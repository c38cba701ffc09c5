//! In-memory inverted index with TF-IDF, BM25 and fused ranking.
//!
//! The index mirrors the `postings` table. Document ids are store row ids.
//! Term frequencies are field-weighted floats, so a title hit counts three
//! times a body hit.
//!
//! TF-IDF document norms depend on corpus-wide statistics. They are cached by
//! [`InvertedIndex::refresh`] and computed on the fly for any document while
//! the cache is stale, so ranking is always exact.

pub mod scoring;

use std::collections::HashMap;

use serde::Serialize;

use crate::latex::QueryTerm;
use crate::models::RankingMode;

/// Weighted term frequencies of one document.
pub type TermFrequencies = HashMap<String, f32>;

/// One entry of a posting list.
#[derive(Debug, Clone, Copy, PartialEq)]
pub struct Posting {
    pub doc: i64,
    pub tf: f32,
}

/// A document as handed to the index.
#[derive(Debug, Clone, Default)]
pub struct IndexedDocument {
    pub id: i64,
    pub terms: TermFrequencies,
    pub year: Option<i32>,
    pub categories: Vec<String>,
}

/// Per-document statistics kept alongside the postings.
#[derive(Debug, Clone)]
pub struct DocMeta {
    /// Sum of the document's term frequencies.
    pub len: f32,
    pub year: Option<i32>,
    pub categories: Vec<String>,
    terms: Vec<(String, f32)>,
}

/// Restrictions applied to candidates before ranking.
#[derive(Debug, Clone, Default)]
pub struct IndexFilter {
    pub year_from: Option<i32>,
    pub year_to: Option<i32>,
    /// Case-insensitive category prefix, e.g. `math.NT` or `math`.
    pub category: Option<String>,
}

impl IndexFilter {
    fn is_empty(&self) -> bool {
        self.year_from.is_none() && self.year_to.is_none() && self.category.is_none()
    }

    fn matches(&self, meta: &DocMeta) -> bool {
        if self.year_from.is_some() || self.year_to.is_some() {
            let Some(year) = meta.year else {
                return false;
            };
            if self.year_from.is_some_and(|from| year < from)
                || self.year_to.is_some_and(|to| year > to)
            {
                return false;
            }
        }
        match &self.category {
            Some(prefix) => {
                let prefix = prefix.to_ascii_lowercase();
                meta.categories.iter().any(|c| c.to_ascii_lowercase().starts_with(&prefix))
            }
            None => true,
        }
    }
}

/// A ranked document with both component scores.
#[derive(Debug, Clone, Serialize)]
#[serde(rename_all = "camelCase")]
pub struct Ranked {
    pub doc: i64,
    /// Score of the requested mode.
    pub score: f32,
    pub bm25: f32,
    pub tfidf: f32,
    /// 1-based rank under BM25 among the candidates.
    pub bm25_rank: usize,
    /// 1-based rank under TF-IDF among the candidates.
    pub tfidf_rank: usize,
    /// Query terms present in the document, in query order.
    pub matched_terms: Vec<String>,
}

/// Inverted index over weighted term frequencies.
#[derive(Debug, Default)]
pub struct InvertedIndex {
    postings: HashMap<String, Vec<Posting>>,
    docs: HashMap<i64, DocMeta>,
    total_len: f64,
    norms: HashMap<i64, f32>,
    norms_fresh: bool,
}

impl InvertedIndex {
    /// Create an empty index.
    #[must_use]
    pub fn new() -> Self {
        Self::default()
    }

    /// Build an index from documents and cache the TF-IDF norms.
    #[must_use]
    pub fn from_documents(docs: impl IntoIterator<Item = IndexedDocument>) -> Self {
        let mut index = Self::new();
        for doc in docs {
            index.insert(doc);
        }
        index.refresh();
        index
    }

    /// Number of indexed documents.
    #[must_use]
    pub fn len(&self) -> usize {
        self.docs.len()
    }

    /// Whether the index holds no documents.
    #[must_use]
    pub fn is_empty(&self) -> bool {
        self.docs.is_empty()
    }

    /// Number of distinct terms.
    #[must_use]
    pub fn term_count(&self) -> usize {
        self.postings.len()
    }

    /// Mean document length, 0 when empty.
    #[must_use]
    pub fn avg_doc_len(&self) -> f32 {
        if self.docs.is_empty() { 0.0 } else { (self.total_len / self.docs.len() as f64) as f32 }
    }

    /// Document frequency of a term.
    #[must_use]
    pub fn df(&self, term: &str) -> usize {
        self.postings.get(term).map_or(0, Vec::len)
    }

    /// Statistics for one document.
    #[must_use]
    pub fn doc(&self, id: i64) -> Option<&DocMeta> {
        self.docs.get(&id)
    }

    /// Insert a document, replacing any previous version with the same id.
    pub fn insert(&mut self, doc: IndexedDocument) {
        self.remove(doc.id);

        let mut terms: Vec<(String, f32)> =
            doc.terms.into_iter().filter(|(_, tf)| *tf > 0.0).collect();
        terms.sort_by(|a, b| a.0.cmp(&b.0));

        let len: f32 = terms.iter().map(|(_, tf)| tf).sum();
        for (term, tf) in &terms {
            self.postings.entry(term.clone()).or_default().push(Posting { doc: doc.id, tf: *tf });
        }

        self.total_len += f64::from(len);
        self.docs.insert(
            doc.id,
            DocMeta { len, year: doc.year, categories: doc.categories, terms },
        );
        self.norms_fresh = false;
    }

    /// Remove a document. Returns whether it was present.
    pub fn remove(&mut self, id: i64) -> bool {
        let Some(meta) = self.docs.remove(&id) else {
            return false;
        };
        for (term, _) in &meta.terms {
            if let Some(list) = self.postings.get_mut(term) {
                list.retain(|p| p.doc != id);
                if list.is_empty() {
                    self.postings.remove(term);
                }
            }
        }
        self.total_len = (self.total_len - f64::from(meta.len)).max(0.0);
        self.norms.remove(&id);
        self.norms_fresh = false;
        true
    }

    /// Replace the filterable metadata of a document (after enrichment).
    pub fn update_meta(&mut self, id: i64, year: Option<i32>, categories: Vec<String>) {
        if let Some(meta) = self.docs.get_mut(&id) {
            meta.year = year;
            meta.categories = categories;
        }
    }

    /// Recompute every cached TF-IDF norm.
    pub fn refresh(&mut self) {
        let norms = self.docs.keys().map(|&id| (id, self.compute_norm(id))).collect();
        self.norms = norms;
        self.norms_fresh = true;
    }

    fn compute_norm(&self, id: i64) -> f32 {
        let n = self.docs.len();
        self.docs.get(&id).map_or(0.0, |meta| {
            meta.terms
                .iter()
                .map(|(term, tf)| {
                    let w = scoring::tfidf_weight(*tf, scoring::tfidf_idf(n, self.df(term)));
                    w * w
                })
                .sum::<f32>()
                .sqrt()
        })
    }

    fn norm(&self, id: i64) -> f32 {
        if self.norms_fresh {
            if let Some(norm) = self.norms.get(&id) {
                return *norm;
            }
        }
        self.compute_norm(id)
    }

    /// Rank the documents matching at least one query term.
    ///
    /// Results are ordered by the score of `mode`, descending, ties broken
    /// by ascending document id.
    #[must_use]
    pub fn rank(&self, terms: &[QueryTerm], mode: RankingMode, filter: &IndexFilter) -> Vec<Ranked> {
        #[derive(Default)]
        struct Acc {
            dot: f32,
            bm25: f32,
            matched: Vec<String>,
        }

        if terms.is_empty() || self.docs.is_empty() {
            return Vec::new();
        }

        let n = self.docs.len();
        let avg = self.avg_doc_len();

        let mut acc: HashMap<i64, Acc> = HashMap::new();
        let mut query_norm_sq = 0.0f32;

        for qt in terms {
            let Some(list) = self.postings.get(&qt.term) else {
                continue;
            };
            let idf = scoring::tfidf_idf(n, list.len());
            let bm25_idf = scoring::bm25_idf(n, list.len());
            let wq = qt.weight * idf;
            query_norm_sq += wq * wq;

            for posting in list {
                let Some(meta) = self.docs.get(&posting.doc) else {
                    continue;
                };
                if !filter.is_empty() && !filter.matches(meta) {
                    continue;
                }
                let entry = acc.entry(posting.doc).or_default();
                entry.dot += wq * scoring::tfidf_weight(posting.tf, idf);
                entry.bm25 += qt.weight * scoring::bm25_term(posting.tf, bm25_idf, meta.len, avg);
                if !entry.matched.contains(&qt.term) {
                    entry.matched.push(qt.term.clone());
                }
            }
        }

        let query_norm = query_norm_sq.sqrt();
        let mut ranked: Vec<Ranked> = acc
            .into_iter()
            .map(|(doc, a)| {
                let denom = query_norm * self.norm(doc);
                let tfidf = if denom > 0.0 { a.dot / denom } else { 0.0 };
                Ranked {
                    doc,
                    score: 0.0,
                    bm25: a.bm25,
                    tfidf,
                    bm25_rank: 0,
                    tfidf_rank: 0,
                    matched_terms: a.matched,
                }
            })
            .collect();

        ranked.sort_by(|a, b| b.bm25.total_cmp(&a.bm25).then(a.doc.cmp(&b.doc)));
        for (i, r) in ranked.iter_mut().enumerate() {
            r.bm25_rank = i + 1;
        }
        ranked.sort_by(|a, b| b.tfidf.total_cmp(&a.tfidf).then(a.doc.cmp(&b.doc)));
        for (i, r) in ranked.iter_mut().enumerate() {
            r.tfidf_rank = i + 1;
        }

        for r in &mut ranked {
            r.score = match mode {
                RankingMode::Bm25 => r.bm25,
                RankingMode::Tfidf => r.tfidf,
                RankingMode::Dual => scoring::rrf(&[r.bm25_rank, r.tfidf_rank]),
            };
        }
        ranked.sort_by(|a, b| b.score.total_cmp(&a.score).then(a.doc.cmp(&b.doc)));
        ranked
    }
}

§

Repeat exactly the lines of the records from the one containing "entry.bm25 += qt.weight" to the last, and include no line outside that stretch.

§ **EXERCISE ANSWER**
                entry.bm25 += qt.weight * scoring::bm25_term(posting.tf, bm25_idf, meta.len, avg);
                if !entry.matched.contains(&qt.term) {
                    entry.matched.push(qt.term.clone());
                }
            }
        }

        let query_norm = query_norm_sq.sqrt();
        let mut ranked: Vec<Ranked> = acc
            .into_iter()
            .map(|(doc, a)| {
                let denom = query_norm * self.norm(doc);
                let tfidf = if denom > 0.0 { a.dot / denom } else { 0.0 };
                Ranked {
                    doc,
                    score: 0.0,
                    bm25: a.bm25,
                    tfidf,
                    bm25_rank: 0,
                    tfidf_rank: 0,
                    matched_terms: a.matched,
                }
            })
            .collect();

        ranked.sort_by(|a, b| b.bm25.total_cmp(&a.bm25).then(a.doc.cmp(&b.doc)));
        for (i, r) in ranked.iter_mut().enumerate() {
            r.bm25_rank = i + 1;
        }
        ranked.sort_by(|a, b| b.tfidf.total_cmp(&a.tfidf).then(a.doc.cmp(&b.doc)));
        for (i, r) in ranked.iter_mut().enumerate() {
            r.tfidf_rank = i + 1;
        }

        for r in &mut ranked {
            r.score = match mode {
                RankingMode::Bm25 => r.bm25,
                RankingMode::Tfidf => r.tfidf,
                RankingMode::Dual => scoring::rrf(&[r.bm25_rank, r.tfidf_rank]),
            };
        }
        ranked.sort_by(|a, b| b.score.total_cmp(&a.score).then(a.doc.cmp(&b.doc)));
        ranked
    }
}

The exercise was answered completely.